Afganistan'ın dağlık doğu sınır bölgesini vuran ve 2.200'den fazla kişinin ölümüne neden olan bir dizi deprem ve ardından gelen artçı sarsıntılar da acil ihtiyaçları arttırdı ve BM kısa süre önce etkilenen bazı bölgelere henüz ulaşılamadığı uyarısında bulundu.
BM, felaketten etkilenen yaklaşık yarım milyon insana yardım etmek için yaklaşık 140 milyon dolarlık (119 milyon euro) bir acil yardım çağrısında bulundu.
"Depremden önce gerçekten sıkışmak zorundaydık (...) Şimdi depremden etkilenen bölgeye yardım sağlamak için tekrar sıkışmak zorundayız.
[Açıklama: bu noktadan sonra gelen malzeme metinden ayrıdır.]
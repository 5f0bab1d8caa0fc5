use chrono::{DateTime, Utc};
use rust_decimal::Decimal;
use rust_decimal_macros::dec;
use serde::{Deserialize, Serialize};
use std::collections::BTreeMap;
use uuid::Uuid;

use super::model::{Asset, Portfolio, Transaction, TransactionKind};
use crate::error::AdvisorError;
use crate::types::{Money, CASH_SYMBOL};
use crate::AdvisorResult;

/// Spending up to half a cent beyond the cash balance is rounding, not
/// overdraft.
const CASH_TOLERANCE: Decimal = dec!(0.005);
const FRACTION_DP: u32 = 8;

/// A request to record one transaction against a portfolio.
#[derive(Debug, Clone, Serialize, Deserialize)]
pub struct TransactionRequest {
    #[serde(rename = "type")]
    pub kind: TransactionKind,
    #[serde(default)]
    pub symbol: Option<String>,
    #[serde(default)]
    pub shares: Option<Decimal>,
    #[serde(default)]
    pub price: Option<Money>,
    /// Cash amount for deposits, withdrawals and dividends. Defaults to
    /// shares x price when omitted.
    #[serde(default)]
    pub amount: Option<Money>,
    #[serde(default)]
    pub note: Option<String>,
}

impl TransactionRequest {
    pub fn trade(kind: TransactionKind, symbol: &str, shares: Decimal, price: Money) -> Self {
        Self {
            kind,
            symbol: Some(symbol.to_string()),
            shares: Some(shares),
            price: Some(price),
            amount: None,
            note: None,
        }
    }

    pub fn cash(kind: TransactionKind, amount: Money) -> Self {
        Self {
            kind,
            symbol: None,
            shares: None,
            price: None,
            amount: Some(amount),
            note: None,
        }
    }

    pub fn with_note(mut self, note: impl Into<String>) -> Self {
        self.note = Some(note.into());
        self
    }
}

/// Shares held and average cost per share.
#[derive(Debug, Clone, PartialEq, Serialize, Deserialize)]
pub struct Position {
    pub symbol: String,
    pub shares: Decimal,
    pub average_cost: Money,
}

/// Replay buys and sells into open positions. Sells leave the average
/// cost of the remaining shares unchanged.
pub fn cost_basis(transactions: &[Transaction]) -> BTreeMap<String, Position> {
    let mut positions: BTreeMap<String, (Decimal, Decimal)> = BTreeMap::new();
    for tx in transactions {
        let (Some(symbol), Some(shares), Some(price)) = (&tx.symbol, tx.shares, tx.price) else {
            continue;
        };
        match tx.kind {
            TransactionKind::Buy => {
                let entry = positions.entry(symbol.clone()).or_insert((Decimal::ZERO, Decimal::ZERO));
                entry.0 += shares;
                entry.1 += shares * price;
            }
            TransactionKind::Sell => {
                if let Some(entry) = positions.get_mut(symbol) {
                    if !entry.0.is_zero() {
                        let avg = entry.1 / entry.0;
                        entry.0 -= shares;
                        entry.1 -= shares * avg;
                    }
                    if entry.0 <= Decimal::ZERO {
                        positions.remove(symbol);
                    }
                }
            }
            _ => {}
        }
    }
    positions
        .into_iter()
        .map(|(symbol, (shares, cost))| {
            let average_cost = if shares.is_zero() { Decimal::ZERO } else { cost / shares };
            (
                symbol.clone(),
                Position {
                    symbol,
                    shares,
                    average_cost: average_cost.round_dp(6),
                },
            )
        })
        .collect()
}

/// Validate and record a transaction, updating cash, holdings and values.
/// Holdings are rebuilt from the log so cost basis always matches it.
pub fn apply_transaction(
    portfolio: &mut Portfolio,
    req: &TransactionRequest,
    now: DateTime<Utc>,
) -> AdvisorResult<Transaction> {
    let mut tx = Transaction {
        id: Uuid::new_v4().to_string(),
        kind: req.kind,
        symbol: None,
        shares: None,
        price: None,
        amount: Decimal::ZERO,
        realized_gain: None,
        timestamp: now,
        note: req.note.clone(),
    };

    match req.kind {
        TransactionKind::Deposit => {
            tx.amount = cash_amount(req)?;
            portfolio.cash_balance += tx.amount;
        }
        TransactionKind::Withdrawal => {
            tx.amount = cash_amount(req)?;
            if tx.amount > portfolio.cash_balance + CASH_TOLERANCE {
                return Err(AdvisorError::invalid_parameter(
                    "amount",
                    format!(
                        "Withdrawal of {} exceeds cash balance {}",
                        tx.amount, portfolio.cash_balance
                    ),
                ));
            }
            portfolio.cash_balance = (portfolio.cash_balance - tx.amount).max(Decimal::ZERO);
        }
        TransactionKind::Dividend => {
            tx.symbol = Some(trade_symbol(req)?);
            tx.amount = cash_amount(req)?;
            portfolio.cash_balance += tx.amount;
        }
        TransactionKind::Buy => {
            let (symbol, shares, price) = trade_fields(req)?;
            let cost = (shares * price).round_dp(2);
            if cost > portfolio.cash_balance + CASH_TOLERANCE {
                return Err(AdvisorError::invalid_parameter(
                    "shares",
                    format!(
                        "Buying {shares} {symbol} costs {cost}, cash balance is {}",
                        portfolio.cash_balance
                    ),
                ));
            }
            portfolio.cash_balance = (portfolio.cash_balance - cost).max(Decimal::ZERO);
            set_price(portfolio, &symbol, price);
            tx.symbol = Some(symbol);
            tx.shares = Some(shares);
            tx.price = Some(price);
            tx.amount = cost;
        }
        TransactionKind::Sell => {
            let (symbol, shares, price) = trade_fields(req)?;
            let basis = cost_basis(&portfolio.transactions);
            let held = basis.get(&symbol).ok_or_else(|| {
                AdvisorError::invalid_parameter("symbol", format!("{symbol} is not held"))
            })?;
            if shares > held.shares {
                return Err(AdvisorError::invalid_parameter(
                    "shares",
                    format!("Selling {shares} {symbol}, only {} held", held.shares),
                ));
            }
            let proceeds = (shares * price).round_dp(2);
            let cost = (shares * held.average_cost).round_dp(2);
            portfolio.cash_balance += proceeds;
            set_price(portfolio, &symbol, price);
            tx.realized_gain = Some(proceeds - cost);
            tx.symbol = Some(symbol);
            tx.shares = Some(shares);
            tx.price = Some(price);
            tx.amount = proceeds;
        }
    }

    portfolio.transactions.push(tx.clone());
    rebuild_holdings(portfolio);
    revalue(portfolio, &BTreeMap::new());
    portfolio.updated_at = now;
    Ok(tx)
}

/// Mark holdings to the given prices (others keep their last price) and
/// recompute values, total and per-asset fractions so that
/// `sum(value) + cash == total_value`.
pub fn revalue(portfolio: &mut Portfolio, prices: &BTreeMap<String, Money>) {
    for asset in portfolio.assets.iter_mut() {
        if let Some(p) = prices.get(&asset.symbol) {
            asset.price = *p;
        }
        asset.value = (asset.shares * asset.price).round_dp(2);
    }
    portfolio.total_value = portfolio.computed_total();
    let total = portfolio.total_value;
    for asset in portfolio.assets.iter_mut() {
        asset.allocation = if total > Decimal::ZERO {
            (asset.value / total).round_dp(FRACTION_DP)
        } else {
            Decimal::ZERO
        };
    }
}

// ---------------------------------------------------------------------------
// Helpers
// ---------------------------------------------------------------------------

fn rebuild_holdings(portfolio: &mut Portfolio) {
    let basis = cost_basis(&portfolio.transactions);
    let prices: BTreeMap<String, Money> = portfolio
        .assets
        .iter()
        .map(|a| (a.symbol.clone(), a.price))
        .collect();
    portfolio.assets = basis
        .into_values()
        .map(|p| Asset {
            price: prices.get(&p.symbol).copied().unwrap_or(p.average_cost),
            symbol: p.symbol,
            shares: p.shares,
            value: Decimal::ZERO,
            allocation: Decimal::ZERO,
            average_cost: p.average_cost,
        })
        .collect();
}

fn set_price(portfolio: &mut Portfolio, symbol: &str, price: Money) {
    match portfolio.assets.iter_mut().find(|a| a.symbol == symbol) {
        Some(asset) => asset.price = price,
        None => portfolio.assets.push(Asset {
            symbol: symbol.to_string(),
            shares: Decimal::ZERO,
            price,
            value: Decimal::ZERO,
            allocation: Decimal::ZERO,
            average_cost: price,
        }),
    }
}

fn trade_symbol(req: &TransactionRequest) -> AdvisorResult<String> {
    let symbol = req
        .symbol
        .as_deref()
        .map(|s| s.trim().to_uppercase())
        .filter(|s| !s.is_empty())
        .ok_or_else(|| AdvisorError::validation("symbol", "Required for this transaction type"))?;
    if symbol == CASH_SYMBOL {
        return Err(AdvisorError::validation("symbol", "CASH cannot be traded"));
    }
    Ok(symbol)
}

fn trade_fields(req: &TransactionRequest) -> AdvisorResult<(String, Decimal, Money)> {
    let symbol = trade_symbol(req)?;
    let shares = req
        .shares
        .filter(|s| *s > Decimal::ZERO)
        .ok_or_else(|| AdvisorError::validation("shares", "Must be positive"))?;
    let price = req
        .price
        .filter(|p| *p > Decimal::ZERO)
        .ok_or_else(|| AdvisorError::validation("price", "Must be positive"))?;
    Ok((symbol, shares, price))
}

fn cash_amount(req: &TransactionRequest) -> AdvisorResult<Money> {
    let amount = match (req.amount, req.shares, req.price) {
        (Some(a), _, _) => a,
        (None, Some(s), Some(p)) => (s * p).round_dp(2),
        _ => {
            return Err(AdvisorError::validation(
                "amount",
                "Required for this transaction type",
            ))
        }
    };
    if amount <= Decimal::ZERO {
        return Err(AdvisorError::validation("amount", "Must be positive"));
    }
    Ok(amount)
}

#[cfg(test)]
mod tests {
    use super::*;
    use crate::types::{Allocation, RiskLevel};

    fn empty() -> Portfolio {
        let now = Utc::now();
        Portfolio {
            id: "p".into(),
            name: None,
            version: 0,
            risk_level: RiskLevel::Moderate,
            investment_goals: vec![],
            target_allocation: Allocation::from_weights([("VTI", Decimal::ONE)]).unwrap(),
            total_value: Decimal::ZERO,
            cash_balance: Decimal::ZERO,
            assets: vec![],
            transactions: vec![],
            created_at: now,
            updated_at: now,
            last_rebalanced: None,
        }
    }

    fn funded(cash: Money) -> Portfolio {
        let mut p = empty();
        apply_transaction(&mut p, &TransactionRequest::cash(TransactionKind::Deposit, cash), Utc::now())
            .unwrap();
        p
    }

    #[test]
    fn test_deposit_and_buy() {
        let mut p = funded(dec!(10000));
        let tx = apply_transaction(
            &mut p,
            &TransactionRequest::trade(TransactionKind::Buy, "vti", dec!(20), dec!(250)),
            Utc::now(),
        )
        .unwrap();
        assert_eq!(tx.amount, dec!(5000));
        assert_eq!(p.cash_balance, dec!(5000));
        assert_eq!(p.total_value, dec!(10000));
        let a = p.asset("VTI").unwrap();
        assert_eq!(a.shares, dec!(20));
        assert_eq!(a.allocation, dec!(0.5));
        assert_eq!(p.transactions.len(), 2);
    }

    #[test]
    fn test_average_cost_and_realized_gain() {
        let mut p = funded(dec!(10000));
        let now = Utc::now();
        apply_transaction(&mut p, &TransactionRequest::trade(TransactionKind::Buy, "VTI", dec!(10), dec!(100)), now).unwrap();
        apply_transaction(&mut p, &TransactionRequest::trade(TransactionKind::Buy, "VTI", dec!(10), dec!(200)), now).unwrap();
        assert_eq!(p.asset("VTI").unwrap().average_cost, dec!(150));

        let tx = apply_transaction(&mut p, &TransactionRequest::trade(TransactionKind::Sell, "VTI", dec!(5), dec!(120)), now).unwrap();
        assert_eq!(tx.realized_gain, Some(dec!(-150)));
        let a = p.asset("VTI").unwrap();
        assert_eq!(a.shares, dec!(15));
        assert_eq!(a.average_cost, dec!(150));
        assert_eq!(a.price, dec!(120));
        assert_eq!(p.total_value, p.computed_total());
    }

    #[test]
    fn test_sell_all_removes_holding() {
        let mut p = funded(dec!(1000));
        let now = Utc::now();
        apply_transaction(&mut p, &TransactionRequest::trade(TransactionKind::Buy, "BND", dec!(10), dec!(80)), now).unwrap();
        apply_transaction(&mut p, &TransactionRequest::trade(TransactionKind::Sell, "BND", dec!(10), dec!(80)), now).unwrap();
        assert!(p.asset("BND").is_none());
        assert_eq!(p.cash_balance, dec!(1000));
    }

    #[test]
    fn test_overspend_and_oversell_rejected() {
        let mut p = funded(dec!(100));
        let now = Utc::now();
        let err = apply_transaction(&mut p, &TransactionRequest::trade(TransactionKind::Buy, "VTI", dec!(1), dec!(250)), now).unwrap_err();
        assert!(matches!(err, AdvisorError::InvalidParameter { .. }));
        let err = apply_transaction(&mut p, &TransactionRequest::trade(TransactionKind::Sell, "VTI", dec!(1), dec!(250)), now).unwrap_err();
        assert!(matches!(err, AdvisorError::InvalidParameter { .. }));
        let err = apply_transaction(&mut p, &TransactionRequest::cash(TransactionKind::Withdrawal, dec!(101)), now).unwrap_err();
        assert!(matches!(err, AdvisorError::InvalidParameter { .. }));
        // Failed requests leave no trace in the log.
        assert_eq!(p.transactions.len(), 1);
    }

    #[test]
    fn test_dividend_and_withdrawal() {
        let mut p = funded(dec!(1000));
        let now = Utc::now();
        let mut div = TransactionRequest::cash(TransactionKind::Dividend, dec!(12.5));
        div.symbol = Some("VTI".into());
        apply_transaction(&mut p, &div, now).unwrap();
        apply_transaction(&mut p, &TransactionRequest::cash(TransactionKind::Withdrawal, dec!(500)), now).unwrap();
        assert_eq!(p.cash_balance, dec!(512.5));
        assert_eq!(p.total_value, dec!(512.5));
    }

    #[test]
    fn test_validation_errors() {
        let mut p = funded(dec!(1000));
        let now = Utc::now();
        let no_symbol = TransactionRequest::cash(TransactionKind::Dividend, dec!(1));
        assert!(matches!(
            apply_transaction(&mut p, &no_symbol, now).unwrap_err(),
            AdvisorError::Validation { .. }
        ));
        let cash_buy = TransactionRequest::trade(TransactionKind::Buy, "cash", dec!(1), dec!(1));
        assert!(apply_transaction(&mut p, &cash_buy, now).is_err());
        let zero = TransactionRequest::cash(TransactionKind::Deposit, Decimal::ZERO);
        assert!(apply_transaction(&mut p, &zero, now).is_err());
    }

    #[test]
    fn test_revalue_keeps_total_invariant() {
        let mut p = funded(dec!(1000));
        apply_transaction(&mut p, &TransactionRequest::trade(TransactionKind::Buy, "VTI", dec!(3), dec!(100)), Utc::now()).unwrap();
        let mut prices = BTreeMap::new();
        prices.insert("VTI".to_string(), dec!(90.333));
        revalue(&mut p, &prices);
        assert_eq!(p.asset("VTI").unwrap().value, dec!(271.00));
        assert_eq!(p.total_value, dec!(971.00));
    }
}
Bu yüzden her gün önceliklerimizi nasıl azaltabileceğimizi görmeye çalışıyoruz, bunun için mücadele ediyoruz," diye açıkladı Park.
"Elbette bu, gerçekten desteğe ihtiyacı olan insanların destek alamayacağı anlamına geliyor."
Geri dönen kadınlar büyük engellerle karşılaşıyor
BM ayrıca, Taliban'ın kadın ve kız çocuklarının haklarına yönelik kısıtlamaları arttıkça geri dönen kadınların artan risklerle karşı karşıya olduğu uyarısında bulunuyor.
Park, "Bunlar, özellikle kadınlar ve özellikle İran'dan dönen kadınlar için karşılaştıkları büyük, çok büyük zorluklar: oldukça eğitimliler ve okula gittikleri, iş sahibi oldukları ve iyi bir üniversite geçmişine sahip oldukları daha açık bir topluma maruz kaldılar," dedi.
"Dolayısıyla geri döndüklerinde, çalışma özgürlüğünüzün olmadığı ve eğitimin büyük bir zorluk olduğu bir Afgan toplumuna uyum sağlama konusunda endişeli ve kararsızlar."
IOM, 2025 yılında şu ana kadar İran'dan geri dönenlerin üçte birinden biraz azını, Pakistan'dan geri dönenlerin ise yaklaşık yarısını kadınların oluşturduğunu tahmin ediyor.
Perşembe günü BM'nin mülteci ajansı, Taliban'ın Afgan kadın personelin çalışmasını engellemesinin ardından geri dönen Afganlara yönelik yardımlarını durdurduğunu açıkladı.
BM'den yapılan açıklamada, "Afgan güvenlik güçlerinin, Birleşmiş Milletler'in ulusal kadın personelinin ve yüklenicilerinin Kabil'deki BM yerleşkelerine girmesini fiilen engellediği" belirtilerek, güvenlik görevlilerinin Kabil, Herat ve Mezar-ı Şerif'teki BM yerleşkelerinin dışında "görünür bir şekilde" bulundukları ifade edildi.
IOM, kendisinin de etkilenmiş olmasına rağmen, "ülkedeki ilkeli müdahaleye bağlılığını" sürdürdüğünü ve "savunmasız Afgan kadın, erkek, erkek ve kız çocuklarını, ülke genelinde (...) kadın ve erkek personel aracılığıyla sunulan insani yardım ve dayanıklılık programlarıyla desteklemeye" devam ettiğini söyledi.